Can I achieve functionality similar to interrupts in Linux userspace?
If I understand your question this articled sounds like what you're looking for. The article is titled: Device drivers in user space.
excerpt
UIO drivers
Linux provides a standard UIO (User I/O) framework for developing user-space-based device drivers. The UIO framework defines a small kernel-space component that performs two key tasks:
- a. Indicate device memory regions to user space.
- b. Register for device interrupts and provide interrupt indication to user space.
The kernel-space UIO component then exposes the device via a set of sysfs entries like /dev/uioXX. The user-space component searches for these entries, reads the device address ranges and maps them to user space memory.
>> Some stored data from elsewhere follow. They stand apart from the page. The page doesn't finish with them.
use std::time::Duration;

use reqwest::{RequestBuilder, StatusCode};
use serde_json::{json, Value};
use tokio::net::TcpListener;
use transport_queue::{memory::MemoryDatabase, server::Server};
use web::{router, WebState};

struct App {
    base: String,
    http: reqwest::Client,
}

impl App {
    async fn spawn() -> Self {
        let _ = env_logger::builder().is_test(true).try_init();
        let server = Server::new(MemoryDatabase::new());
        let state = WebState::new(server.client("test"), Duration::from_millis(50));
        let listener = TcpListener::bind("127.0.0.1:0").await.unwrap();
        let address = listener.local_addr().unwrap();
        tokio::spawn(async move {
            axum::serve(listener, router(state).into_make_service())
                .await
                .unwrap();
        });
        Self {
            base: format!("http://{}/api", address),
            http: reqwest::Client::new(),
        }
    }

    fn url(&self, path: &str) -> String {
        format!("{}{}", self.base, path)
    }

    fn get(&self, path: &str) -> RequestBuilder {
        self.http.get(self.url(path))
    }

    fn post(&self, path: &str) -> RequestBuilder {
        self.http.post(self.url(path))
    }

    fn put(&self, path: &str) -> RequestBuilder {
        self.http.put(self.url(path))
    }

    /// Registers a coordinator profile and a station and returns the station id.
    async fn station_of(&self, coordinator: &str) -> String {
        let response = as_user(self.post("/v1/coordinators"), coordinator, "coordinator")
            .json(&json!({ "experience": 3 }))
            .send()
            .await
            .unwrap();
        assert_eq!(response.status(), StatusCode::OK);

        let response = as_user(self.post("/v1/stations"), coordinator, "coordinator")
            .json(&json!({
                "name": "Gaborone Bus Rank",
                "address": "Old Lobatse Road",
                "city": "Gaborone",
                "capacity": 10,
            }))
            .send()
            .await
            .unwrap();
        assert_eq!(response.status(), StatusCode::OK);
        let body: Value = response.json().await.unwrap();
        body["data"]["id"].as_str().unwrap().to_owned()
    }
}

fn as_user(request: RequestBuilder, user: &str, role: &str) -> RequestBuilder {
    request.header("x-user-id", user).header("x-user-role", role)
}

fn vehicle(number: &str) -> Value {
    json!({
        "operatorName": "Kagiso",
        "vehicleNumber": number,
        "route": "Gaborone - Tlokweng",
        "destination": "Tlokweng",
        "capacity": 15,
        "serviceType": "combi",
        "status": "waiting",
        "position": 99,
    })
}

async fn body(response: reqwest::Response) -> Value {
    response.json().await.unwrap()
}

#[tokio::test]
async fn ping_answers() {
    let app = App::spawn().await;
    let response = app.get("/ping").send().await.unwrap();
    assert_eq!(response.status(), StatusCode::OK);
    assert_eq!(body(response).await, json!({ "message": "pong!" }));
}

#[tokio::test]
async fn unknown_routes_get_an_error_envelope() {
    let app = App::spawn().await;
    let response = app.get("/v1/nowhere").send().await.unwrap();
    assert_eq!(response.status(), StatusCode::NOT_FOUND);
    let body = body(response).await;
    assert_eq!(body["success"], json!(false));
    assert_eq!(body["httpMethod"], json!("GET"));
    assert_eq!(body["requestedUri"], json!("/api/v1/nowhere"));
}

#[tokio::test]
async fn protected_routes_need_a_session() {
    let app = App::spawn().await;
    let response = app.get("/v1/driver/queue-status").send().await.unwrap();
    assert_eq!(response.status(), StatusCode::UNAUTHORIZED);
    assert_eq!(body(response).await["success"], json!(false));

    let response = app
        .post("/v1/stations")
        .json(&json!({ "name": "Rank", "capacity": 3 }))
        .send()
        .await
        .unwrap();
    assert_eq!(response.status(), StatusCode::UNAUTHORIZED);

    let response = app
        .get("/v1/driver/queue-status")
        .header("x-user-id", "alice")
        .header("x-user-role", "admin")
        .send()
        .await
        .unwrap();
    assert_eq!(response.status(), StatusCode::UNAUTHORIZED);

    let response = app.get("/v1/stations").send().await.unwrap();
    assert_eq!(response.status(), StatusCode::OK);
    assert_eq!(body(response).await["data"], json!([]));
}

#[tokio::test]
async fn coordinator_runs_a_queue() {
    let app = App::spawn().await;
    let station = app.station_of("coordinator-1").await;
    let queue = format!("/v1/coordinator/queue/{}", station);

    let response = as_user(app.post("/v1/driver/join-queue"), "alice", "driver")
        .json(&json!({
            "stationId": station,
            "vehicleNumber": "b 123 abc",
            "route": "Gaborone - Tlokweng",
            "destination": "Tlokweng",
            "capacity": 15,
            "serviceType": "combi",
        }))
        .send()
        .await
        .unwrap();
    assert_eq!(response.status(), StatusCode::OK);
    let joined = body(response).await;
    assert_eq!(joined["data"]["vehicleNumber"], json!("B123ABC"));
    assert_eq!(joined["data"]["position"], json!(1));
    let alice_entry = joined["data"]["id"].as_str().unwrap().to_owned();

    let response = as_user(app.post(&format!("{}/add", queue)), "coordinator-1", "coordinator")
        .json(&vehicle("B456DEF"))
        .send()
        .await
        .unwrap();
    assert_eq!(response.status(), StatusCode::OK);
    let added = body(response).await;
    assert_eq!(added["data"]["position"], json!(2));
    let walk_up = added["data"]["id"].as_str().unwrap().to_owned();

    let response = as_user(app.put(&format!("{}/move", queue)), "coordinator-1", "coordinator")
        .json(&json!({ "vehicleId": walk_up, "direction": "up" }))
        .send()
        .await
        .unwrap();
    assert_eq!(response.status(), StatusCode::OK);
    let waiting = body(response).await["data"].clone();
    assert_eq!(waiting[0]["vehicleNumber"], json!("B456DEF"));
    assert_eq!(waiting[1]["vehicleNumber"], json!("B123ABC"));

    let response = as_user(app.put(&format!("{}/move", queue)), "coordinator-1", "coordinator")
        .json(&json!({ "vehicleId": walk_up, "direction": "up" }))
        .send()
        .await
        .unwrap();
    assert_eq!(response.status(), StatusCode::UNPROCESSABLE_ENTITY);

    let response = as_user(app.put(&format!("{}/update", queue)), "coordinator-1", "coordinator")
        .json(&json!({
            "vehicleId": alice_entry,
            "status": "loading",
            "timestamp": "2024-06-01T08:00:00Z",
        }))
        .send()
        .await
        .unwrap();
    assert_eq!(response.status(), StatusCode::OK);
    assert_eq!(body(response).await["data"]["status"], json!("loading"));

    let response = as_user(app.get("/v1/driver/queue-status"), "alice", "driver")
        .send()
        .await
        .unwrap();
    let status = body(response).await["data"].clone();
    assert_eq!(status[0]["stationName"], json!("Gaborone Bus Rank"));
    assert_eq!(status[0]["entry"]["status"], json!("loading"));

    let response = as_user(app.get("/v1/driver/notifications"), "alice", "driver")
        .send()
        .await
        .unwrap();
    let notifications = body(response).await["data"].clone();
    assert!(notifications
        .as_array()
        .unwrap()
        .iter()
        .any(|notification| notification["kind"] == json!("loadingStarted")));

    let response = as_user(app.put(&format!("{}/update", queue)), "coordinator-1", "coordinator")
        .json(&json!({ "vehicleId": walk_up, "status": "knocked_off" }))
        .send()
        .await
        .unwrap();
    assert_eq!(response.status(), StatusCode::BAD_REQUEST);

    let response = as_user(app.put(&format!("{}/update", queue)), "coordinator-1", "coordinator")
        .json(&json!({
            "vehicleId": walk_up,
            "status": "knocked_off",
            "extra": { "reason": "no licence disc" },
        }))
        .send()
        .await
        .unwrap();
    assert_eq!(response.status(), StatusCode::OK);
    assert_eq!(
        body(response).await["data"]["knockOffReason"],
        json!("no licence disc")
    );

    let response = as_user(app.get(&queue), "coordinator-1", "coordinator")
        .send()
        .await
        .unwrap();
    let entries = body(response).await["data"].clone();
    assert_eq!(entries.as_array().unwrap().len(), 2);
    assert_eq!(entries[0]["status"], json!("loading"));
    assert_eq!(entries[1]["status"], json!("knocked_off"));

    let response = as_user(app.get(&format!("{}/stats", queue)), "coordinator-1", "coordinator")
        .send()
        .await
        .unwrap();
    assert_eq!(body(response).await["data"]["knockOffs"], json!(1));
}

#[tokio::test]
async fn queue_conflicts_are_reported() {
    let app = App::spawn().await;
    let station = app.station_of("coordinator-1").await;
    let join = json!({
        "stationId": station,
        "vehicleNumber": "B123ABC",
        "capacity": 15,
        "serviceType": "taxi",
    });

    let response = as_user(app.post("/v1/driver/join-queue"), "alice", "driver")
        .json(&join)
        .send()
        .await
        .unwrap();
    assert_eq!(response.status(), StatusCode::OK);

    let response = as_user(app.post("/v1/driver/join-queue"), "bob", "driver")
        .json(&join)
        .send()
        .await
        .unwrap();
    assert_eq!(response.status(), StatusCode::CONFLICT);
    let message = body(response).await["message"].clone();
    assert!(message.as_str().unwrap().contains("B123ABC"));

    let response = as_user(
        app.post(&format!("/v1/stations/{}/deactivate", station)),
        "coordinator-1",
        "coordinator",
    )
    .send()
    .await
    .unwrap();
    assert_eq!(response.status(), StatusCode::CONFLICT);

    let response = as_user(app.post("/v1/driver/leave-queue"), "alice", "driver")
        .send()
        .await
        .unwrap();
    assert_eq!(response.status(), StatusCode::OK);
    assert_eq!(body(response).await["success"], json!(true));

    let response = as_user(app.post("/v1/driver/leave-queue"), "alice", "driver")
        .json(&json!({ "stationId": station }))
        .send()
        .await
        .unwrap();
    assert_eq!(response.status(), StatusCode::NOT_FOUND);
}

#[tokio::test]
async fn other_coordinators_are_forbidden() {
    let app = App::spawn().await;
    let station = app.station_of("coordinator-1").await;
    app.station_of("coordinator-2").await;

    let response = as_user(
        app.get(&format!("/v1/coordinator/queue/{}", station)),
        "coordinator-2",
        "coordinator",
    )
    .send()
    .await
    .unwrap();
    assert_eq!(response.status(), StatusCode::FORBIDDEN);

    let response = as_user(
        app.get("/v1/coordinator/queue/does-not-exist"),
        "coordinator-1",
        "coordinator",
    )
    .send()
    .await
    .unwrap();
    assert_eq!(response.status(), StatusCode::NOT_FOUND);
}

#[tokio::test]
async fn schemas_are_served() {
    let app = App::spawn().await;
    let response = app
        .get("/v1/stations/schema?exampleData=true")
        .send()
        .await
        .unwrap();
    assert_eq!(response.status(), StatusCode::OK);
    assert_eq!(
        body(response).await["examples"][0]["name"],
        json!("Gaborone Bus Rank")
    );

    let response = as_user(
        app.get("/v1/coordinator/queue/schema"),
        "coordinator-1",
        "coordinator",
    )
    .send()
    .await
    .unwrap();
    assert_eq!(response.status(), StatusCode::OK);
}

#[tokio::test]
async fn event_stream_pushes_snapshots() {
    let app = App::spawn().await;
    let station = app.station_of("coordinator-1").await;

    let mut response = as_user(
        app.get(&format!("/v1/coordinator/queue/{}/events", station)),
        "coordinator-1",
        "coordinator",
    )
    .send()
    .await
    .unwrap();
    assert_eq!(response.status(), StatusCode::OK);
    assert_eq!(
        response.headers()["content-type"].to_str().unwrap(),
        "text/event-stream"
    );

    let chunk = tokio::time::timeout(Duration::from_secs(5), response.chunk())
        .await
        .unwrap()
        .unwrap()
        .unwrap();
    let text = String::from_utf8_lossy(&chunk);
    assert!(text.contains("event: snapshot"));
}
The user-space component can perform all device-management tasks including I/O from the device. For interrupts however, it needs to perform a blocking read() on the device entry, which results in the kernel component putting the user-space application to sleep and waking it up once an interrupt is received.
I've never done this before so I can not offer you much more guidance than this, but thought it might be helpful towards your quest.
Thinking along the same lines as @RBerteig, the BeagleBone Black contains Programmable Real-Time Unit (PRU) 32 bit microcontrollers.
It doesn't look like there's a huge community using these things to full capability. I'm not even sure there's a good compiler for this. The advantages over an assembly of an SBC and a microcontroller or microcontroller board are that the PRU code can come from the main ARM, and shared memory is pretty convenient.
Can't say I've used this, or even that I've run more than some examples on my BeagleBone Blacks yet, but the needs expressed in this question might be one of those things that can nudge a developer with these needs towards the Black and away from the Pi.